Home for a Cowboy (Windsor, Wyoming Book 1)

Home > Other > Home for a Cowboy (Windsor, Wyoming Book 1) > Page 7
Home for a Cowboy (Windsor, Wyoming Book 1) Page 7

by Amy Aislin


  “Can I give you cash?” Marco asked.

  “Sure.” Austin took the phone back, set it aside, and grabbed a zippered pouch from behind a stack of prints. “There’s no tax if you’re paying cash, so it’s sixteen.”

  After he’d paid and gotten his change, Marco blurted, “Your photography is amazing.”

  Austin threw him a pleased smile. “Thank you.”

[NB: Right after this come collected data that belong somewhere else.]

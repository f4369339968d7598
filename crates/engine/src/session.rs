//! The authoring session: one explicit state object owning every store.
//!
//! All mutations go through `&mut Session`, so there is a single writer and
//! each call is one atomic state transition. Derived views (time grid, row
//! spans, alibi map, resolved markers) are recomputed from the committed state
//! on every call and never cached.

use alibi_domain::{
    generate, resolve_markers, unplaced_places, AlibiMap, CharacterId, ClockTime, EventDraft,
    EventId, EventPatch, Place, PlaceId, ReferenceMiss, ReferencePolicy, ResolvedMarker, RowSpanMap,
    Scenario, TimeGrid, TimelineConfig, TimelineEvent,
};
use serde::{Deserialize, Serialize};

use crate::error::EngineError;
use crate::stores::{ConfigStore, EventStore, MapMarkerStore, Saved};

/// The complete session state, as carried by a snapshot.
#[derive(Debug, Clone, Default, PartialEq, Serialize, Deserialize)]
#[serde(rename_all = "camelCase")]
pub struct SessionData {
    pub scenario: Scenario,
    pub config: TimelineConfig,
    #[serde(default)]
    pub events: Vec<TimelineEvent>,
    #[serde(default)]
    pub map: MapMarkerStore,
}

#[derive(Debug, Clone, Default)]
pub struct Session {
    config: ConfigStore,
    events: EventStore,
    map: MapMarkerStore,
}

impl Session {
    pub fn new(policy: ReferencePolicy) -> Self {
        Self {
            config: ConfigStore::default(),
            events: EventStore::new(policy),
            map: MapMarkerStore::default(),
        }
    }

    /// Builds a session from snapshot data, keeping `policy`. Only the schedule
    /// and event ids are checked; the rest of the configuration is taken as is.
    pub fn from_data(data: SessionData, policy: ReferencePolicy) -> Result<Self, EngineError> {
        data.config.schedule.validate()?;
        Ok(Self {
            events: EventStore::from_events(data.events, policy)?,
            config: ConfigStore::from_parts(data.scenario, data.config),
            map: data.map,
        })
    }

    pub fn data(&self) -> SessionData {
        SessionData {
            scenario: self.config.scenario().clone(),
            config: self.config.config().clone(),
            events: self.events.events().to_vec(),
            map: self.map.clone(),
        }
    }

    /// Swaps in `data` as a whole. On error nothing changes.
    pub fn replace(&mut self, data: SessionData) -> Result<(), EngineError> {
        let next = Self::from_data(data, self.events.policy())?;
        *self = next;
        tracing::info!(
            characters = self.config().characters.len(),
            places = self.config().places.len(),
            events = self.events.len(),
            "Replaced session state"
        );
        Ok(())
    }

    // =========================================================================
    // Stores
    // =========================================================================

    pub fn scenario(&self) -> &Scenario {
        self.config.scenario()
    }

    pub fn config(&self) -> &TimelineConfig {
        self.config.config()
    }

    /// Cast, places, schedule and scenario edits.
    ///
    /// Edits here do not touch stored events; call
    /// [`Session::refresh_event_references`] to re-resolve them.
    pub fn config_store(&mut self) -> &mut ConfigStore {
        &mut self.config
    }

    pub fn events(&self) -> &[TimelineEvent] {
        self.events.events()
    }

    pub fn event(&self, id: EventId) -> Option<&TimelineEvent> {
        self.events.get(id)
    }

    pub fn events_for(&self, character_id: CharacterId) -> Vec<&TimelineEvent> {
        self.events.for_character(character_id)
    }

    pub fn reference_policy(&self) -> ReferencePolicy {
        self.events.policy()
    }

    pub fn set_reference_policy(&mut self, policy: ReferencePolicy) {
        self.events.set_policy(policy);
    }

    pub fn create_event(&mut self, draft: EventDraft) -> Result<Saved, EngineError> {
        self.events.create(draft, self.config.config())
    }

    pub fn update_event(&mut self, id: EventId, patch: &EventPatch) -> Result<Saved, EngineError> {
        self.events.update(id, patch, self.config.config())
    }

    pub fn delete_event(&mut self, id: EventId) -> Option<TimelineEvent> {
        self.events.delete(id)
    }

    /// Re-materializes every event against the current config.
    pub fn refresh_event_references(&mut self) -> Vec<(EventId, Vec<ReferenceMiss>)> {
        self.events.refresh(self.config.config())
    }

    pub fn map(&self) -> &MapMarkerStore {
        &self.map
    }

    pub fn map_store(&mut self) -> &mut MapMarkerStore {
        &mut self.map
    }

    // =========================================================================
    // Derived views
    // =========================================================================

    pub fn time_grid(&self) -> TimeGrid {
        generate(&self.config().schedule)
    }

    pub fn day_presets(&self, day: u32) -> Vec<ClockTime> {
        self.time_grid().day_presets(day)
    }

    /// One column per character, in display order.
    pub fn row_spans(&self) -> RowSpanMap {
        RowSpanMap::build(&self.config().characters, self.events(), &self.time_grid())
    }

    pub fn alibi_map(&self) -> AlibiMap<'_> {
        AlibiMap::build(self.events(), &self.time_grid())
    }

    pub fn resolved_markers(&self) -> Vec<ResolvedMarker<'_>> {
        resolve_markers(self.map.markers(), &self.config().places)
    }

    pub fn unplaced_places(&self) -> Vec<&Place> {
        unplaced_places(self.map.markers(), &self.config().places)
    }

    /// Events at `place_id` during the slot of the map's selected time.
    pub fn events_at_selected_time(&self, place_id: PlaceId) -> Vec<&TimelineEvent> {
        match self.map.selected_time() {
            Some(time) => self.alibi_map().at_place(time, place_id),
            None => Vec::new(),
        }
    }
}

  Las tapped the print in Marco’s hands. “This one was in Wyoming Traveler recently, wasn’t it?”

  “This month’s issue, yeah.”

  “Are you allowed to sell images that they’ve already contracted for?”

  “Yeah, I made sure that was part of my contract. I still retain the rights, so I can do whatever I want with them except sell them to another magazine.”

  Las turned to Marco. “Austin’s a photographer for Wyoming Traveler and Traveler’s Digest Yearly.”

  “Cool,” Marco said, eyeing the photographs on the shelves, others that hung on pillars. “I don’t blame them for wanting you. These are stunning.”

  Austin’s images appeared to be mostly night photography. A couple of shelves were dedicated to landscape photography and a small section to portraits.

  “How did you do this?” Marco pointed at the foreground of his print. “With the water? It looks . . . sort of misty? Like it’s flowing faster than it actually is.”

  Austin nodded. “It has to do with shutter speed. When your shutter speed is longer, say half a second, it captures more action. That’s how you get that blurry effect with water.”

  Half a second was long?

  “Cool,” Marco said again, even though he had no idea what any of that meant.

  “Austin does all the photography for the ranch’s website too,” Las told him.

  Austin narrowed his gaze on Las. “Do you want something? Is that why you keep talking up my work?”

  “What? No.” Las elbowed him. “Shut up. I’m allowed to be proud of you.”

  “At least one of my brothers is.”

  The grin on Las’s lips turned sardonic. “No word from Ben?”

  Marco went on alert. Ben? Las’s ex? That Ben?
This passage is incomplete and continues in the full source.